Hari pertama kuliah mengantarkan dia untuk berkenalan dengan seorang pria
bernama Rangga, Rangga merupa pria baik dan pintar yang saat ini sedang sibuk
mengurus skripsinya dan sebentar lagi dia akan di wisuda otamatis namanya akan
bertambah menjadi Rangga Aldiyansyah S.T.P. mereka tidak sengaja bertemu di
sekitaran food court saat Dira tersesat dan lupa jalan menuju kossnya.
Hubungan
mereka semakin dekat, namun setelah Rangga di wisuda pria itu bekerja di
Jakarta. Sehingga mereka terpisahkan jarak.
Setelah
beberapa tahun Dira menuntut ilmu akhirnya satu minggu lagi Dira akan di
wisuda, dengan nada penuh gembira Dira menghubungi ibunya.
“bu satu minggu lagi Dira di wisuda lho bu, ibu
datangkan?”
“ibu pasti datang, ibu sudah tidak sabar ingin
melihat dr.
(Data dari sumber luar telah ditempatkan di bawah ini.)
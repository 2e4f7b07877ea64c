//! Breadcrumb trail renderer.
//!
//! Interactive segments become buttons carrying `data-breadcrumb` anchors:
//! `reset` for the root, `category1` (with `data-category1`) for the
//! first-level segment. The current leaf is a plain span.

use maud::{html, Markup};

use crate::ui::theme::Theme;
use crate::ui::viewmodel::{BreadcrumbAction, BreadcrumbSegment};

/// Renders the trail, separators between segments.
pub fn render_breadcrumb(segments: &[BreadcrumbSegment], separator: &str, theme: &Theme) -> Markup {
    let classes = &theme.classes;

    html! {
        @for (index, segment) in segments.iter().enumerate() {
            @if index > 0 {
                span class=(classes.breadcrumb_separator) { (separator) }
            }
            @match &segment.action {
                Some(BreadcrumbAction::Reset) => {
                    button data-breadcrumb="reset" class=(classes.breadcrumb_link) { (segment.label) }
                }
                Some(BreadcrumbAction::Category1(category1)) => {
                    button
                        data-breadcrumb="category1"
                        data-category1=(category1)
                        class=(classes.breadcrumb_link) { (segment.label) }
                }
                None => {
                    span class=(classes.breadcrumb_current) { (segment.label) }
                }
            }
        }
    }
}
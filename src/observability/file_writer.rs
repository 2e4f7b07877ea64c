//! Rotating log file writer with size-based rotation and backup retention.
//!
//! Plugs into `tracing-subscriber`'s `fmt` layer as a [`MakeWriter`], so log
//! output of long-running hosts (a server rendering the control on every
//! request) cannot grow without bound.

use std::fs::{self, File, OpenOptions};
use std::io::{self, Write};
use std::path::{Path, PathBuf};
use std::sync::Mutex;

use tracing_subscriber::fmt::MakeWriter;

/// Default size before rotation (10 MB).
const MAX_FILE_SIZE_BYTES: u64 = 10 * 1024 * 1024;

/// Default number of backup files retained after rotation.
const MAX_BACKUP_FILES: usize = 3;

/// Thread-safe rotating file writer.
///
/// When the current file exceeds the size threshold it is renamed to
/// `<name>.<unix_nanos>` and a fresh file is started. Backups beyond the
/// retention limit are removed, oldest first.
pub struct RotatingFileWriter {
    /// Path to the primary log file.
    file_path: PathBuf,
    /// Lazily-opened file handle.
    writer: Mutex<Option<File>>,
    max_bytes: u64,
    max_backups: usize,
}

impl RotatingFileWriter {
    /// Creates a writer with the default limits (10 MB, 3 backups).
    ///
    /// The file is not opened until the first write.
    pub fn new(file_path: impl Into<PathBuf>) -> Self {
        Self::with_limits(file_path, MAX_FILE_SIZE_BYTES, MAX_BACKUP_FILES)
    }

    /// Creates a writer with explicit limits.
    pub fn with_limits(file_path: impl Into<PathBuf>, max_bytes: u64, max_backups: usize) -> Self {
        Self {
            file_path: file_path.into(),
            writer: Mutex::new(None),
            max_bytes,
            max_backups,
        }
    }

    /// Path of the primary log file.
    #[must_use]
    pub fn path(&self) -> &Path {
        &self.file_path
    }

    /// Appends bytes, rotating first if the file is over the threshold.
    ///
    /// # Errors
    ///
    /// Fails on file system errors or a poisoned lock.
    pub fn write_bytes(&self, bytes: &[u8]) -> io::Result<()> {
        let mut writer = self
            .writer
            .lock()
            .map_err(|e| io::Error::other(format!("Mutex poisoned: {e}")))?;

        self.check_and_rotate(&mut writer)?;

        if writer.is_none() {
            let file = OpenOptions::new()
                .create(true)
                .append(true)
                .open(&self.file_path)?;
            *writer = Some(file);
        }

        let file = writer
            .as_mut()
            .ok_or_else(|| io::Error::other("No file available"))?;

        file.write_all(bytes)?;
        file.flush()?;
        drop(writer);

        Ok(())
    }

    fn check_and_rotate(&self, writer: &mut Option<File>) -> io::Result<()> {
        if let Ok(metadata) = fs::metadata(&self.file_path) {
            if metadata.len() > self.max_bytes {
                *writer = None;
                self.rotate_files()?;
            }
        }
        Ok(())
    }

    fn rotate_files(&self) -> io::Result<()> {
        let timestamp = std::time::SystemTime::now()
            .duration_since(std::time::UNIX_EPOCH)
            .unwrap_or_default()
            .as_nanos();

        let mut backup_name = self.file_name()?.to_owned();
        backup_name.push_str(&format!(".{timestamp}"));
        let backup_path = self.file_path.with_file_name(backup_name);

        if self.file_path.exists() {
            fs::rename(&self.file_path, &backup_path)?;
        }

        self.cleanup_old_backups()
    }

    /// Removes backups beyond the retention limit, newest kept. Only names of
    /// the form `<name>.<digits>` count as backups. Individual deletion
    /// failures are ignored.
    fn cleanup_old_backups(&self) -> io::Result<()> {
        let parent_dir = match self.file_path.parent() {
            Some(parent) if !parent.as_os_str().is_empty() => parent,
            _ => Path::new("."),
        };
        let prefix = format!("{}.", self.file_name()?);

        let mut backups: Vec<PathBuf> = fs::read_dir(parent_dir)?
            .filter_map(Result::ok)
            .map(|entry| entry.path())
            .filter(|path| {
                path.file_name()
                    .and_then(|name| name.to_str())
                    .is_some_and(|name| is_backup_name(name, &prefix))
            })
            .collect();

        backups.sort_by(|a, b| {
            let a_time = fs::metadata(a).and_then(|m| m.modified()).ok();
            let b_time = fs::metadata(b).and_then(|m| m.modified()).ok();
            b_time.cmp(&a_time).then_with(|| b.cmp(a))
        });

        for old_backup in backups.iter().skip(self.max_backups) {
            let _ = fs::remove_file(old_backup);
        }

        Ok(())
    }

    fn file_name(&self) -> io::Result<&str> {
        self.file_path
            .file_name()
            .and_then(|s| s.to_str())
            .ok_or_else(|| io::Error::other("Invalid file name"))
    }
}

/// Whether `name` is `prefix` followed by a non-empty all-digit timestamp.
fn is_backup_name(name: &str, prefix: &str) -> bool {
    name.strip_prefix(prefix)
        .is_some_and(|suffix| !suffix.is_empty() && suffix.bytes().all(|b| b.is_ascii_digit()))
}

impl std::fmt::Debug for RotatingFileWriter {
    fn fmt(&self, f: &mut std::fmt::Formatter<'_>) -> std::fmt::Result {
        f.debug_struct("RotatingFileWriter")
            .field("file_path", &self.file_path)
            .field("max_bytes", &self.max_bytes)
            .field("max_backups", &self.max_backups)
            .finish_non_exhaustive()
    }
}

/// Per-event handle handed to the `fmt` layer.
#[derive(Debug)]
pub struct RotatingFileHandle<'a> {
    inner: &'a RotatingFileWriter,
}

impl Write for RotatingFileHandle<'_> {
    fn write(&mut self, buf: &[u8]) -> io::Result<usize> {
        self.inner.write_bytes(buf)?;
        Ok(buf.len())
    }

    fn flush(&mut self) -> io::Result<()> {
        Ok(())
    }
}

impl<'a> MakeWriter<'a> for RotatingFileWriter {
    type Writer = RotatingFileHandle<'a>;

    fn make_writer(&'a self) -> Self::Writer {
        RotatingFileHandle { inner: self }
    }
}

#[cfg(test)]
mod tests {
    use super::*;

    fn backups_in(dir: &Path) -> usize {
        fs::read_dir(dir)
            .unwrap()
            .filter_map(Result::ok)
            .filter(|entry| {
                entry
                    .file_name()
                    .to_str()
                    .is_some_and(|name| is_backup_name(name, "render.log."))
            })
            .count()
    }

    #[test]
    fn appends_lines() {
        let dir = tempfile::tempdir().unwrap();
        let writer = RotatingFileWriter::new(dir.path().join("render.log"));

        writer.write_bytes(b"first\n").unwrap();
        writer.make_writer().write_all(b"second\n").unwrap();

        let contents = fs::read_to_string(writer.path()).unwrap();
        assert_eq!(contents, "first\nsecond\n");
    }

    #[test]
    fn rotates_and_caps_backups() {
        let dir = tempfile::tempdir().unwrap();
        let writer = RotatingFileWriter::with_limits(dir.path().join("render.log"), 8, 2);

        for i in 0..10 {
            writer.write_bytes(format!("line number {i}\n").as_bytes()).unwrap();
        }

        assert!(backups_in(dir.path()) <= 2);
        assert!(backups_in(dir.path()) >= 1);
        let current = fs::read_to_string(writer.path()).unwrap();
        assert_eq!(current, "line number 9\n");
    }

    #[test]
    fn rotation_leaves_unrelated_files_alone() {
        let dir = tempfile::tempdir().unwrap();
        let keep = dir.path().join("render.log.keep-me");
        let archive = dir.path().join("render.log.gz");
        fs::write(&keep, "user data").unwrap();
        fs::write(&archive, "archived").unwrap();

        let writer = RotatingFileWriter::with_limits(dir.path().join("render.log"), 8, 2);
        for i in 0..6 {
            writer.write_bytes(format!("line number {i}\n").as_bytes()).unwrap();
        }

        assert_eq!(fs::read_to_string(&keep).unwrap(), "user data");
        assert_eq!(fs::read_to_string(&archive).unwrap(), "archived");
        assert!(backups_in(dir.path()) <= 2);
    }

    #[test]
    fn backup_names_need_a_digit_suffix() {
        assert!(is_backup_name("render.log.1700000000123", "render.log."));
        assert!(!is_backup_name("render.log.", "render.log."));
        assert!(!is_backup_name("render.log.gz", "render.log."));
        assert!(!is_backup_name("render.log.12a", "render.log."));
        assert!(!is_backup_name("other.log.123", "render.log."));
    }
}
Dira”
“ahh ibu bisa saja”
Setelah berbincang dengan ibunya lewat telephone,
Dira lalu mengirim pesan lewat HP murahnya itu untuk menghubungi Rangga
‘Rangga, satu minggu lagi aku wisuda kamu harus
dateng!”
“siap dr.Dira”
Kringgggg-kringg
HP Dira berbunyi
“haloo, ibu? Ada apa bu?”
“ini bukan ibumu nak, ini bu Sri tetanggamu”
“ohh iya, ada apa bu?”
“ibumu sakit parah sekarang dia ada di rumah sakit
Harapan Bangsa”
Pyarrrr HP Dira terjatuh, dengan langkah cepatnya
Dira langsung menuju kampung halamannya menggunakan kereta api. Setelah sampai
di rumah sakit Dira memeluk ibunya.
“Dira, ngapain kamu disini? Lima hari lagi kamu di
wisuda lho”
“ibu kenapa gak bilang kalo ibu sakit?”
“ibu cuma pusing biasa” lagi-lagi bu Ranti berbohong
Dira keluar ruangan dan menghampiri dokter dan
menanyakan penyakit ibuya, dan dokter itu mengatakan bahwa ibunya sakit kanker
hati, dan sudah tidak bisa bertahan lebih lama karena keadaan semakin memburuk
Dira
terduduk lemas di pinggir tempat tidur ibunya. Saat itu bu Ranti menatap Dira
dan meminta maaf.
“ibu minta maaf kalo ibu ngerepotin Dira, tapi Dira
gak usah khawatir dengan keadaan ibu”
“ibu gak usah minta maaf, ibu gak pernah ngerepotin
Dira. Harusnya aku yang minta maaf sama ibu”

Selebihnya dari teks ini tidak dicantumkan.